Na publicação, o economista criticou o fato de Milei ter sido recebido pelo governador de São Paulo, Tarcísio de Freitas, sem manter uma reunião oficial com o presidente Luiz Inácio Lula da Silva.
“O caso de Milei expõe o quanto é urgente retirarmos Lula do poder. Como o presidente de outro país vem ao Brasil, conversa com o governador Tarcísio, mas não se reúne com o nosso presidente? E ainda o chama de ‘presidiário’. Ninguém respeita este país”, escreveu.
Milei esteve em São Paulo para participar da convenção do PL que oficializou a candidatura presidencial do senador Flávio Bolsonaro. Durante o evento, o argentino fez fortes críticas ao governo brasileiro e chamou Lula de “presidiário” e “ladrão”.

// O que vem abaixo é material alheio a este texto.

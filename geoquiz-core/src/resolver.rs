//! Guess resolution: raw text to a catalog entity
//!
//! Lookup order for language `L`:
//! 1. primary registry in `L` (exact, then fuzzy)
//! 2. primary registry in English, when `L` is not English
//! 3. dependency registry the same way (countries only)
//!
//! A fuzzy primary match therefore wins over an exact dependency match.

use crate::catalog::{Catalog, Collection, Dependency, EntityRegistry, Guessable};
use crate::language::Language;
use crate::normalize::normalize_guess;

/// What a guess resolved to.
#[derive(Debug, Clone)]
pub enum ResolvedGuess<'a> {
    /// A country or state of the active collection.
    Primary(&'a dyn Guessable),
    /// A territory; credited only through its parent.
    Dependency(&'a Dependency),
    /// Nothing matched; carries the raw input.
    NoMatch(String),
}

impl ResolvedGuess<'_> {
    pub fn code(&self) -> Option<&str> {
        match self {
            ResolvedGuess::Primary(entity) => Some(entity.code()),
            ResolvedGuess::Dependency(dep) => Some(&dep.code),
            ResolvedGuess::NoMatch(_) => None,
        }
    }
}

/// Resolves raw guesses against a catalog.
#[derive(Debug, Clone, Copy)]
pub struct GuessResolver<'a> {
    catalog: &'a Catalog,
}

impl<'a> GuessResolver<'a> {
    pub fn new(catalog: &'a Catalog) -> Self {
        Self { catalog }
    }

    pub fn resolve(
        &self,
        raw: &str,
        language: Language,
        collection: Collection,
    ) -> ResolvedGuess<'a> {
        let input = normalize_guess(raw);
        if input.is_empty() {
            return ResolvedGuess::NoMatch(raw.to_string());
        }

        let languages = search_order(language);
        let resolved = match collection {
            Collection::Countries => lookup(self.catalog.countries(), &input, &languages)
                .map(|c| ResolvedGuess::Primary(c as &dyn Guessable))
                .or_else(|| {
                    lookup(self.catalog.dependencies(), &input, &languages)
                        .map(ResolvedGuess::Dependency)
                }),
            Collection::States => lookup(self.catalog.states(), &input, &languages)
                .map(|s| ResolvedGuess::Primary(s as &dyn Guessable)),
        };

        let resolved = resolved.unwrap_or_else(|| ResolvedGuess::NoMatch(raw.to_string()));
        tracing::debug!(
            input = %input,
            language = %language,
            code = resolved.code().unwrap_or("-"),
            "guess resolved"
        );
        resolved
    }
}

fn search_order(language: Language) -> Vec<Language> {
    if language.is_native() {
        vec![language]
    } else {
        vec![language, Language::NATIVE]
    }
}

fn lookup<'r, E: Guessable>(
    registry: &'r EntityRegistry<E>,
    input: &str,
    languages: &[Language],
) -> Option<&'r E> {
    languages.iter().find_map(|&language| {
        registry
            .find_exact(input, language)
            .or_else(|| registry.find_fuzzy(input, language))
    })
}

#[cfg(test)]
mod tests {
    use super::*;
    use crate::catalog::fixtures;
    use crate::catalog::Collection::{Countries, States};
    use crate::language::Language::{En, Fr};

    /// Code the guess resolves to, or "-".
    fn resolves_to(raw: &str, language: Language, collection: Collection) -> String {
        let catalog = fixtures::catalog();
        let resolver = GuessResolver::new(&catalog);
        resolver
            .resolve(raw, language, collection)
            .code()
            .unwrap_or("-")
            .to_string()
    }

    #[test]
    fn test_exact_and_fuzzy_primary() {
        let catalog = fixtures::catalog();
        let resolver = GuessResolver::new(&catalog);
        assert!(matches!(
            resolver.resolve("  FRANCE ", En, Countries),
            ResolvedGuess::Primary(e) if e.code() == "FR"
        ));
        assert_eq!(resolves_to("Germani", En, Countries), "DE");
        assert_eq!(resolves_to("usa", En, Countries), "US");
    }

    #[test]
    fn test_dependency_after_primary_miss() {
        let catalog = fixtures::catalog();
        let resolver = GuessResolver::new(&catalog);
        match resolver.resolve("Greenland", En, Countries) {
            ResolvedGuess::Dependency(dep) => {
                assert_eq!(dep.code, "GL");
                assert_eq!(dep.parent_code, "DK");
            }
            other => panic!("expected dependency, got {other:?}"),
        }
    }

    #[test]
    fn test_french_then_english_fallback() {
        assert_eq!(resolves_to("Allemagne", Fr, Countries), "DE");
        assert_eq!(resolves_to("Germany", Fr, Countries), "DE");
        // Tonga has no French entry; only the English pass finds it
        assert_eq!(resolves_to("Tonga", Fr, Countries), "TO");
        // English guesses never see French names
        assert_eq!(resolves_to("Allemagne", En, Countries), "-");
    }

    #[test]
    fn test_states_collection_ignores_countries() {
        assert_eq!(resolves_to("ca", En, States), "CA");
        assert_eq!(resolves_to("Texs", En, States), "TX");
        assert_eq!(resolves_to("France", En, States), "-");
        assert_eq!(resolves_to("Greenland", En, States), "-");
    }

    #[test]
    fn test_blank_and_garbage_input() {
        let catalog = fixtures::catalog();
        let resolver = GuessResolver::new(&catalog);
        assert!(matches!(
            resolver.resolve("   ", En, Countries),
            ResolvedGuess::NoMatch(ref raw) if raw == "   "
        ));
        assert_eq!(resolves_to("", Fr, States), "-");
        assert_eq!(resolves_to("Frxxxxxxxxx", En, Countries), "-");
    }
}
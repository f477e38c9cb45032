//! Signals emitted by the session alongside guess outcomes.

use serde::{Deserialize, Serialize};

/// Why a session stopped accepting guesses.
#[derive(Clone, Copy, Debug, PartialEq, Eq, Serialize, Deserialize)]
#[serde(rename_all = "snake_case")]
pub enum EndReason {
    /// The player ended the game.
    Manual,
    /// The timed-mode countdown reached zero.
    TimeExpired,
}

/// Session lifecycle events for the surrounding caller.
#[derive(Clone, Debug, PartialEq, Eq, Serialize, Deserialize)]
#[serde(tag = "type", rename_all = "snake_case")]
pub enum GameEvent {
    /// Every primary member of a group has been guessed. Fires at most
    /// once per group per session.
    GroupCompleted { group: String },
    SessionEnded { reason: EndReason },
}
/// Quality-preference selection over extracted parameter blobs.
use std::collections::BTreeMap;
use url::Url;

use crate::error::ScrapeError;
use crate::extract::ParamBlob;
use crate::pages::Source;

/// File-quality fields in strict precedence order, highest resolution first.
pub const FILE_FIELDS: [&str; 6] = ["file", "url1080", "url720", "url480", "url360", "url240"];

/// Thumbnail fields. Order is fixed for determinism but carries no quality
/// meaning.
pub const IMAGE_FIELDS: [&str; 3] = ["image", "jpg", "jpeg"];

pub const DURATION_FIELD: &str = "duration";

/// Extensions accepted as playable video files.
const VIDEO_EXTENSIONS: [&str; 3] = ["mp4", "m4v", "webm"];

/// Applies the fixed quality-preference policy and classifies the accepted
/// URL's host into a bandwidth tier.
pub struct SourceSelector {
    hosts: BTreeMap<String, u32>,
}

impl SourceSelector {
    pub fn new(hosts: BTreeMap<String, u32>) -> Self {
        Self { hosts }
    }

    /// Pick at most one playable source from a blob.
    ///
    /// Walks the quality fields in precedence order and accepts the first
    /// value that, with its query string stripped, carries a recognized
    /// video extension. A blob yielding nothing is a valid outcome. A host
    /// missing from the bitrate table is an invariant violation: candidates
    /// were filtered against the same table at discovery time.
    pub fn select(&self, blob: &ParamBlob) -> Result<Option<Source>, ScrapeError> {
        for field in FILE_FIELDS {
            let Some(value) = blob.first(field) else {
                continue;
            };

            let Some(clean) = strip_query(value) else {
                continue;
            };

            if !has_video_extension(&clean) {
                continue;
            }

            let bitrate = self.classify(&clean)?;
            return Ok(Some(Source {
                url: clean,
                bitrate,
                thumbnail: self.pick_thumbnail(blob),
                duration: blob.first(DURATION_FIELD).map(str::to_string),
            }));
        }

        Ok(None)
    }

    /// Bandwidth tier for the URL's host.
    pub fn classify(&self, url: &str) -> Result<u32, ScrapeError> {
        let host = crate::text::host_of(url)
            .ok_or_else(|| ScrapeError::UnknownHost(url.to_string()))?;
        self.hosts
            .get(&host)
            .copied()
            .ok_or(ScrapeError::UnknownHost(host))
    }

    fn pick_thumbnail(&self, blob: &ParamBlob) -> Option<String> {
        IMAGE_FIELDS
            .iter()
            .find_map(|field| blob.first(field))
            .map(str::to_string)
    }
}

/// Drop query string and fragment, keeping scheme, host and path.
fn strip_query(url: &str) -> Option<String> {
    let mut parsed = Url::parse(url).ok()?;
    parsed.set_query(None);
    parsed.set_fragment(None);
    Some(parsed.to_string())
}

fn has_video_extension(url: &str) -> bool {
    VIDEO_EXTENSIONS
        .iter()
        .any(|ext| url.ends_with(&format!(".{ext}")))
}

#[cfg(test)]
mod tests {
    use super::*;
    use crate::extract::ParamBlob;

    fn selector() -> SourceSelector {
        let hosts = [("host".to_string(), 1100), ("vshare.eu".to_string(), 750)]
            .into_iter()
            .collect();
        SourceSelector::new(hosts)
    }

    #[test]
    fn test_highest_quality_wins_and_query_stripped() {
        let blob = ParamBlob::parse("url720=http://host/vid.mp4?x=1&url480=http://host/lo.mp4");
        let source = selector().select(&blob).unwrap().unwrap();

        assert_eq!(source.url, "http://host/vid.mp4");
        assert_eq!(source.bitrate, 1100);
    }

    #[test]
    fn test_precedence_not_scan_order() {
        // lower tier listed first in the raw string; precedence still decides
        let blob = ParamBlob::parse("url240=http://host/tiny.mp4&url1080=http://host/big.mp4");
        let source = selector().select(&blob).unwrap().unwrap();
        assert_eq!(source.url, "http://host/big.mp4");
    }

    #[test]
    fn test_unrecognized_extension_yields_no_source() {
        let blob = ParamBlob::parse("file=http://host/page.html");
        assert!(selector().select(&blob).unwrap().is_none());
    }

    #[test]
    fn test_unacceptable_field_does_not_block_lower_tiers() {
        let blob = ParamBlob::parse("file=http://host/page.html&url480=http://host/lo.mp4");
        let source = selector().select(&blob).unwrap().unwrap();
        assert_eq!(source.url, "http://host/lo.mp4");
    }

    #[test]
    fn test_empty_blob_yields_no_source() {
        let blob = ParamBlob::parse("");
        assert!(selector().select(&blob).unwrap().is_none());
    }

    #[test]
    fn test_selection_is_idempotent() {
        let blob = ParamBlob::parse("url720=http://host/vid.mp4?x=1&image=http://host/t.jpg");
        let first = selector().select(&blob).unwrap().unwrap();
        let second = selector().select(&blob).unwrap().unwrap();
        assert_eq!(first, second);
    }

    #[test]
    fn test_unknown_host_is_invariant_violation() {
        let blob = ParamBlob::parse("file=http://unlisted.example/vid.mp4");
        let err = selector().select(&blob).unwrap_err();
        assert!(matches!(err, ScrapeError::UnknownHost(_)));
    }

    #[test]
    fn test_thumbnail_and_duration_carried() {
        let blob = ParamBlob::parse(
            "url480=http://vshare.eu/vid.mp4&jpg=http://vshare.eu/thumb.jpg&duration=1326",
        );
        let source = selector().select(&blob).unwrap().unwrap();

        assert_eq!(source.bitrate, 750);
        assert_eq!(source.thumbnail.as_deref(), Some("http://vshare.eu/thumb.jpg"));
        assert_eq!(source.duration.as_deref(), Some("1326"));
    }

    #[test]
    fn test_strip_query_keeps_path() {
        assert_eq!(
            strip_query("http://host/a/vid.mp4?token=1#t=30").as_deref(),
            Some("http://host/a/vid.mp4")
        );
        assert_eq!(strip_query("not a url"), None);
    }
}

O presidente argentino também foi recebido por Tarcísio de Freitas e recebeu do governador a Ordem do Ipiranga, uma das principais condecorações concedidas pelo Estado de São Paulo. Milei, porém, não procurou Lula para uma reunião oficial durante a visita.
Na avaliação publicada pelo economista, o episódio demonstra uma perda de autoridade e respeito internacional do Brasil. Para ele, a imagem do país e sua capacidade de atrair investimentos e construir uma economia respeitada também dependem da força política e diplomática de seu presidente.
As declarações de Milei provocaram uma nova crise entre Brasília e Buenos Aires. O governo brasileiro considerou os ataques uma afronta direta e chamou o embaixador do Brasil na Argentina, Julio Bitelli, para consultas.
O episódio aumentou a tensão entre os dois governos, que já mantinham uma relação distante devido às diferenças políticas e ideológicas entre Lula e Milei. Apesar dos conflitos entre os presidentes, Brasil e Argentina continuam sendo importantes parceiros comerciais.
Fonte: publicação no X, Reuters e Associated Press.